# EXERCISE BRIEF
Count how many lines in the entries below hold the string "cookie", and respond with that number only.

# MATERIAL PROVIDED
___

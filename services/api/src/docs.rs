//! Hand-built OpenAPI document plus a small HTML page that renders it.
//! Kept in code so the doc never drifts behind an annotation framework.

use axum::Json;
use axum::response::Html;
use serde_json::{Value, json};

// `r##` because the inline script contains a `"#` sequence.
const DOCS_PAGE: &str = r##"<!doctype html>
<html>
<head>
  <title>Portfolio API</title>
  <meta charset="utf-8"/>
  <link rel="stylesheet" href="https://unpkg.com/swagger-ui-dist@5/swagger-ui.css"/>
</head>
<body>
  <div id="swagger-ui"></div>
  <script src="https://unpkg.com/swagger-ui-dist@5/swagger-ui-bundle.js"></script>
  <script>
    SwaggerUIBundle({ url: "openapi.json", dom_id: "#swagger-ui" });
  </script>
</body>
</html>"##;

pub async fn docs_page() -> Html<&'static str> {
    Html(DOCS_PAGE)
}

pub async fn openapi_json() -> Json<Value> {
    Json(build_document())
}

fn crud_paths(doc: &mut Value, collection: &str, tag: &str) {
    let paths = &mut doc["paths"];
    paths[format!("/{collection}")] = json!({
        "get": { "tags": [tag], "summary": format!("List {collection}"),
                 "responses": { "200": { "description": "OK" } } },
        "post": { "tags": [tag], "summary": format!("Create one of {collection}"),
                  "security": [{ "session": [] }],
                  "responses": { "201": { "description": "Created" },
                                 "400": { "description": "Validation failed" } } }
    });
    paths[format!("/{collection}/{{id}}")] = json!({
        "get": { "tags": [tag], "summary": "Fetch by id",
                 "responses": { "200": { "description": "OK" },
                                "404": { "description": "Not found" } } },
        "patch": { "tags": [tag], "summary": "Update by id",
                   "security": [{ "session": [] }],
                   "responses": { "200": { "description": "OK" },
                                  "404": { "description": "Not found" } } },
        "delete": { "tags": [tag], "summary": "Delete by id",
                    "security": [{ "session": [] }],
                    "responses": { "204": { "description": "Deleted" },
                                   "404": { "description": "Not found" } } }
    });
}

fn build_document() -> Value {
    let mut doc = json!({
        "openapi": "3.0.3",
        "info": {
            "title": "Portfolio API",
            "description": "Backend for the portfolio site: content CRUD, OTP login, contact and hire flows, analytics.",
            "version": env!("CARGO_PKG_VERSION"),
        },
        "components": {
            "securitySchemes": {
                "session": {
                    "type": "apiKey",
                    "in": "cookie",
                    "name": "access_token",
                    "description": "HTTP-only session cookie set by /auth/verify-otp. A Bearer token is accepted as well."
                }
            }
        },
        "paths": {
            "/auth/login": { "post": {
                "tags": ["auth"], "summary": "Password check, then email an OTP",
                "responses": { "200": { "description": "OTP sent" },
                               "401": { "description": "Invalid credentials" } } } },
            "/auth/verify-otp": { "post": {
                "tags": ["auth"], "summary": "Exchange the OTP for a session",
                "responses": { "200": { "description": "Session issued; cookie set" },
                               "400": { "description": "No active or expired code" },
                               "401": { "description": "Wrong code" } } } },
            "/auth/resend-otp": { "post": {
                "tags": ["auth"], "summary": "Issue a fresh OTP, superseding the prior one",
                "responses": { "200": { "description": "OTP sent" } } } },
            "/profile": {
                "get": { "tags": ["profile"], "summary": "Fetch the profile singleton",
                         "responses": { "200": { "description": "OK" } } },
                "patch": { "tags": ["profile"], "summary": "Upsert the profile singleton",
                           "security": [{ "session": [] }],
                           "responses": { "200": { "description": "OK" } } } },
            "/messages": {
                "get": { "tags": ["messages"], "summary": "List messages",
                         "security": [{ "session": [] }],
                         "responses": { "200": { "description": "OK" } } },
                "post": { "tags": ["messages"], "summary": "Leave a message (public)",
                          "responses": { "201": { "description": "Created; emails enqueued" } } } },
            "/messages/{id}/status": { "patch": {
                "tags": ["messages"], "summary": "Move a message between unread/read/archived",
                "security": [{ "session": [] }],
                "responses": { "200": { "description": "OK" } } } },
            "/hire-requests": {
                "get": { "tags": ["hire"], "summary": "List hire requests",
                         "security": [{ "session": [] }],
                         "responses": { "200": { "description": "OK" } } },
                "post": { "tags": ["hire"], "summary": "Open a hire request (public)",
                          "responses": { "201": { "description": "Created in `inprocess`" } } } },
            "/hire-requests/{id}": {
                "get": { "tags": ["hire"], "summary": "Fetch with attached files",
                         "security": [{ "session": [] }],
                         "responses": { "200": { "description": "OK" } } },
                "patch": { "tags": ["hire"], "summary": "Complete the form (public); first completion flips status to `unread` and emails both sides",
                           "responses": { "200": { "description": "OK" } } },
                "delete": { "tags": ["hire"], "summary": "Delete with its CDN files",
                            "security": [{ "session": [] }],
                            "responses": { "204": { "description": "Deleted" } } } },
            "/hire-requests/{id}/status": { "patch": {
                "tags": ["hire"], "summary": "Set the request status",
                "security": [{ "session": [] }],
                "responses": { "200": { "description": "OK" } } } },
            "/hire-requests/{id}/files": { "post": {
                "tags": ["hire"], "summary": "Attach files (multipart, public)",
                "responses": { "201": { "description": "Uploaded to the CDN" } } } },
            "/analytics/track": { "post": {
                "tags": ["analytics"], "summary": "Record a page view (public, visitor cookie)",
                "responses": { "204": { "description": "Recorded" } } } },
            "/analytics/summary": { "get": {
                "tags": ["analytics"], "summary": "Site totals",
                "security": [{ "session": [] }],
                "responses": { "200": { "description": "OK" } } } },
            "/analytics/pages": { "get": {
                "tags": ["analytics"], "summary": "Per-page views and unique visitors",
                "security": [{ "session": [] }],
                "responses": { "200": { "description": "OK" } } } },
            "/analytics/dashboard": { "get": {
                "tags": ["analytics"], "summary": "Totals plus per-page stats",
                "security": [{ "session": [] }],
                "responses": { "200": { "description": "OK" } } } },
            "/uploads": { "post": {
                "tags": ["uploads"], "summary": "Upload a file to the CDN (multipart)",
                "security": [{ "session": [] }],
                "responses": { "201": { "description": "Uploaded" } } } },
            "/uploads/{publicId}": { "delete": {
                "tags": ["uploads"], "summary": "Delete a CDN file",
                "security": [{ "session": [] }],
                "responses": { "204": { "description": "Deleted" } } } },
            "/users": {
                "get": { "tags": ["users"], "summary": "List users",
                         "security": [{ "session": [] }],
                         "responses": { "200": { "description": "OK" } } },
                "post": { "tags": ["users"], "summary": "Register (public)",
                          "responses": { "201": { "description": "Created; welcome email enqueued" },
                                         "409": { "description": "Email already registered" } } } },
            "/users/{id}": {
                "get": { "tags": ["users"], "summary": "Fetch by id",
                         "security": [{ "session": [] }],
                         "responses": { "200": { "description": "OK" } } },
                "patch": { "tags": ["users"], "summary": "Update by id",
                           "security": [{ "session": [] }],
                           "responses": { "200": { "description": "OK" } } },
                "delete": { "tags": ["users"], "summary": "Delete by id",
                            "security": [{ "session": [] }],
                            "responses": { "204": { "description": "Deleted" } } } },
        }
    });

    for (collection, tag) in [
        ("projects", "projects"),
        ("blogs", "blogs"),
        ("experiences", "experiences"),
        ("educations", "educations"),
        ("awards", "awards"),
        ("reviews", "reviews"),
        ("faqs", "faqs"),
        ("services", "services"),
        ("socials", "socials"),
        ("npm-packages", "npm-packages"),
        ("skills", "skills"),
    ] {
        crud_paths(&mut doc, collection, tag);
    }
    doc
}

#[cfg(test)]
mod tests {
    use super::*;

    #[test]
    fn should_describe_every_resource_collection() {
        let doc = build_document();
        let paths = doc["paths"].as_object().unwrap();
        for collection in [
            "/projects",
            "/blogs",
            "/experiences",
            "/educations",
            "/awards",
            "/reviews",
            "/faqs",
            "/services",
            "/socials",
            "/npm-packages",
            "/skills",
            "/auth/login",
            "/hire-requests",
            "/analytics/track",
        ] {
            assert!(paths.contains_key(collection), "missing {collection}");
        }
    }

    #[test]
    fn should_embed_the_swagger_bootstrap() {
        assert!(DOCS_PAGE.contains(r##"dom_id: "#swagger-ui""##));
        assert!(DOCS_PAGE.contains(r#"url: "openapi.json""#));
        assert!(DOCS_PAGE.trim_end().ends_with("</html>"));
    }

    #[test]
    fn should_mark_writes_as_session_protected() {
        let doc = build_document();
        let create = &doc["paths"]["/projects"]["post"];
        assert_eq!(create["security"][0]["session"], json!([]));
        // Public endpoints carry no security requirement.
        assert!(doc["paths"]["/auth/login"]["post"]["security"].is_null());
    }
}
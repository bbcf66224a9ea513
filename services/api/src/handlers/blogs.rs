use axum::{
    Json,
    extract::{Path, State},
    http::StatusCode,
    response::IntoResponse,
};
use chrono::Utc;
use sea_orm::ActiveValue::Set;
use serde::Deserialize;
use uuid::Uuid;

use portfolio_api_schema::blogs;

use crate::domain::validate::{FieldErrors, non_empty};
use crate::error::ApiError;
use crate::identity::Identity;
use crate::infra::db::content;
use crate::state::AppState;

#[derive(Deserialize)]
#[serde(rename_all = "camelCase")]
pub struct CreateBlogRequest {
    pub title: String,
    pub category: Option<String>,
    /// Rich-text block list, stored verbatim.
    #[serde(default)]
    pub blocks: serde_json::Value,
    #[serde(default)]
    pub tags: Vec<String>,
    pub cover_image_url: Option<String>,
}

#[derive(Deserialize)]
#[serde(rename_all = "camelCase")]
pub struct UpdateBlogRequest {
    pub title: Option<String>,
    pub category: Option<String>,
    pub blocks: Option<serde_json::Value>,
    pub tags: Option<Vec<String>>,
    pub cover_image_url: Option<String>,
}

pub async fn list_blogs(State(state): State<AppState>) -> Result<Json<Vec<blogs::Model>>, ApiError> {
    let items =
        content::list::<blogs::Entity>(&state.db, blogs::Column::CreatedAt, "list blogs").await?;
    Ok(Json(items))
}

pub async fn get_blog(
    State(state): State<AppState>,
    Path(id): Path<Uuid>,
) -> Result<Json<blogs::Model>, ApiError> {
    let item = content::get::<blogs::Entity>(&state.db, id, "get blog")
        .await?
        .ok_or(ApiError::NotFound("blog"))?;
    Ok(Json(item))
}

pub async fn create_blog(
    _identity: Identity,
    State(state): State<AppState>,
    Json(body): Json<CreateBlogRequest>,
) -> Result<impl IntoResponse, ApiError> {
    let mut errors = FieldErrors::new();
    errors.require(non_empty(&body.title), "title must not be empty");
    errors.finish()?;

    let now = Utc::now();
    let model = content::insert(
        &state.db,
        blogs::ActiveModel {
            id: Set(Uuid::now_v7()),
            title: Set(body.title),
            category: Set(body.category),
            blocks: Set(body.blocks),
            tags: Set(serde_json::json!(body.tags)),
            cover_image_url: Set(body.cover_image_url),
            created_at: Set(now),
            updated_at: Set(now),
        },
        "create blog",
    )
    .await?;
    Ok((StatusCode::CREATED, Json(model)))
}

pub async fn update_blog(
    _identity: Identity,
    State(state): State<AppState>,
    Path(id): Path<Uuid>,
    Json(body): Json<UpdateBlogRequest>,
) -> Result<Json<blogs::Model>, ApiError> {
    if let Some(title) = &body.title {
        let mut errors = FieldErrors::new();
        errors.require(non_empty(title), "title must not be empty");
        errors.finish()?;
    }
    if content::get::<blogs::Entity>(&state.db, id, "get blog")
        .await?
        .is_none()
    {
        return Err(ApiError::NotFound("blog"));
    }

    let mut am = blogs::ActiveModel {
        id: Set(id),
        updated_at: Set(Utc::now()),
        ..Default::default()
    };
    if let Some(v) = body.title {
        am.title = Set(v);
    }
    if let Some(v) = body.category {
        am.category = Set(Some(v));
    }
    if let Some(v) = body.blocks {
        am.blocks = Set(v);
    }
    if let Some(v) = body.tags {
        am.tags = Set(serde_json::json!(v));
    }
    if let Some(v) = body.cover_image_url {
        am.cover_image_url = Set(Some(v));
    }

    let model = content::update(&state.db, am, "update blog").await?;
    Ok(Json(model))
}

pub async fn delete_blog(
    _identity: Identity,
    State(state): State<AppState>,
    Path(id): Path<Uuid>,
) -> Result<StatusCode, ApiError> {
    if !content::delete::<blogs::Entity>(&state.db, id, "delete blog").await? {
        return Err(ApiError::NotFound("blog"));
    }
    Ok(StatusCode::NO_CONTENT)
}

___

# EXERCISE RESULT
4